EXERCISE GOAL –
If a line in the records below contains the word "index", copy it.

Source data
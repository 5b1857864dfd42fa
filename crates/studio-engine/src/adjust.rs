use std::io::Cursor;

use image::{ImageFormat, Rgba, RgbaImage};
use serde::{Deserialize, Serialize};

use crate::image_prep::{decode_upright, NormalizeError};
use crate::outcome::GeneratedImage;

pub const ADJUSTED_MIME: &str = "image/png";
pub const MAX_UNDO_STATES: usize = 20;

/// Post-generation tonal adjustments, in CSS filter units: percentages for
/// brightness, contrast, saturation and sepia, pixels for blur.
#[derive(Debug, Clone, Copy, PartialEq, Eq, Serialize, Deserialize)]
#[serde(default)]
pub struct Adjustments {
    pub brightness: u16,
    pub contrast: u16,
    pub saturation: u16,
    pub sepia: u8,
    pub blur: u8,
}

impl Default for Adjustments {
    fn default() -> Self {
        Self {
            brightness: 100,
            contrast: 100,
            saturation: 100,
            sepia: 0,
            blur: 0,
        }
    }
}

impl Adjustments {
    /// Clamps every field into the editor's slider range.
    pub fn clamped(self) -> Self {
        Self {
            brightness: self.brightness.min(200),
            contrast: self.contrast.min(200),
            saturation: self.saturation.min(200),
            sepia: self.sepia.min(100),
            blur: self.blur.min(10),
        }
    }

    pub fn is_identity(&self) -> bool {
        *self == Self::default()
    }
}

/// Applies `adjustments` in filter order (brightness, contrast, saturate,
/// sepia, blur) and re-encodes the result as PNG at full size.
pub fn apply_adjustments(
    image: &GeneratedImage,
    adjustments: &Adjustments,
) -> Result<GeneratedImage, NormalizeError> {
    let adjustments = adjustments.clamped();
    let mut pixels = decode_upright(&image.bytes)?.to_rgba8();

    let brightness = f32::from(adjustments.brightness) / 100.0;
    let contrast = f32::from(adjustments.contrast) / 100.0;
    // Saturate and sepia at their identity values are skipped.
    let saturate = (adjustments.saturation != 100)
        .then(|| saturate_matrix(f32::from(adjustments.saturation) / 100.0));
    let sepia = (adjustments.sepia > 0).then(|| sepia_matrix(f32::from(adjustments.sepia) / 100.0));
    for pixel in pixels.pixels_mut() {
        let mut rgb = [
            f32::from(pixel[0]) / 255.0,
            f32::from(pixel[1]) / 255.0,
            f32::from(pixel[2]) / 255.0,
        ];
        rgb = rgb.map(|channel| (channel * brightness).clamp(0.0, 1.0));
        rgb = rgb.map(|channel| ((channel - 0.5) * contrast + 0.5).clamp(0.0, 1.0));
        if let Some(matrix) = saturate {
            rgb = apply_matrix(rgb, matrix);
        }
        if let Some(matrix) = sepia {
            rgb = apply_matrix(rgb, matrix);
        }
        *pixel = Rgba([
            to_channel(rgb[0]),
            to_channel(rgb[1]),
            to_channel(rgb[2]),
            pixel[3],
        ]);
    }

    let adjusted: RgbaImage = if adjustments.blur > 0 {
        image::imageops::blur(&pixels, f32::from(adjustments.blur))
    } else {
        pixels
    };

    let mut bytes = Vec::new();
    adjusted
        .write_to(&mut Cursor::new(&mut bytes), ImageFormat::Png)
        .map_err(|err| NormalizeError::Encode(err.to_string()))?;
    log::debug!(
        "applied {adjustments:?} to {}x{} image ({} bytes)",
        adjusted.width(),
        adjusted.height(),
        bytes.len()
    );
    Ok(GeneratedImage {
        bytes,
        mime_type: ADJUSTED_MIME.to_string(),
    })
}

type ColorMatrix = [[f32; 3]; 3];

fn saturate_matrix(s: f32) -> ColorMatrix {
    [
        [0.213 + 0.787 * s, 0.715 - 0.715 * s, 0.072 - 0.072 * s],
        [0.213 - 0.213 * s, 0.715 + 0.285 * s, 0.072 - 0.072 * s],
        [0.213 - 0.213 * s, 0.715 - 0.715 * s, 0.072 + 0.928 * s],
    ]
}

fn sepia_matrix(amount: f32) -> ColorMatrix {
    let keep = 1.0 - amount;
    [
        [0.393 + 0.607 * keep, 0.769 - 0.769 * keep, 0.189 - 0.189 * keep],
        [0.349 - 0.349 * keep, 0.686 + 0.314 * keep, 0.168 - 0.168 * keep],
        [0.272 - 0.272 * keep, 0.534 - 0.534 * keep, 0.131 + 0.869 * keep],
    ]
}

fn apply_matrix(rgb: [f32; 3], matrix: ColorMatrix) -> [f32; 3] {
    matrix.map(|row| (row[0] * rgb[0] + row[1] * rgb[1] + row[2] * rgb[2]).clamp(0.0, 1.0))
}

fn to_channel(value: f32) -> u8 {
    (value * 255.0).round().clamp(0.0, 255.0) as u8
}

/// Linear undo/redo over adjustment states. Holds at most
/// [`MAX_UNDO_STATES`] states; the oldest are dropped first.
#[derive(Debug, Clone, PartialEq, Eq)]
pub struct AdjustmentHistory {
    states: Vec<Adjustments>,
    index: usize,
}

impl Default for AdjustmentHistory {
    fn default() -> Self {
        Self {
            states: vec![Adjustments::default()],
            index: 0,
        }
    }
}

impl AdjustmentHistory {
    pub fn new() -> Self {
        Self::default()
    }

    pub fn current(&self) -> Adjustments {
        self.states[self.index]
    }

    /// Commits a new state. Anything that could have been redone is discarded.
    pub fn push(&mut self, adjustments: Adjustments) {
        self.states.truncate(self.index + 1);
        self.states.push(adjustments.clamped());
        if self.states.len() > MAX_UNDO_STATES {
            let excess = self.states.len() - MAX_UNDO_STATES;
            self.states.drain(..excess);
        }
        self.index = self.states.len() - 1;
    }

    pub fn undo(&mut self) -> Option<Adjustments> {
        if !self.can_undo() {
            return None;
        }
        self.index -= 1;
        Some(self.current())
    }

    pub fn redo(&mut self) -> Option<Adjustments> {
        if !self.can_redo() {
            return None;
        }
        self.index += 1;
        Some(self.current())
    }

    /// Back to defaults, as an undoable step.
    pub fn reset(&mut self) {
        self.push(Adjustments::default());
    }

    pub fn can_undo(&self) -> bool {
        self.index > 0
    }

    pub fn can_redo(&self) -> bool {
        self.index + 1 < self.states.len()
    }

    pub fn len(&self) -> usize {
        self.states.len()
    }

    pub fn is_empty(&self) -> bool {
        self.states.is_empty()
    }
}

ANSWER BOX –
    index: usize,
            index: 0,
        self.states[self.index]
        self.states.truncate(self.index + 1);
        self.index = self.states.len() - 1;
        self.index -= 1;
        self.index += 1;
        self.index > 0
        self.index + 1 < self.states.len()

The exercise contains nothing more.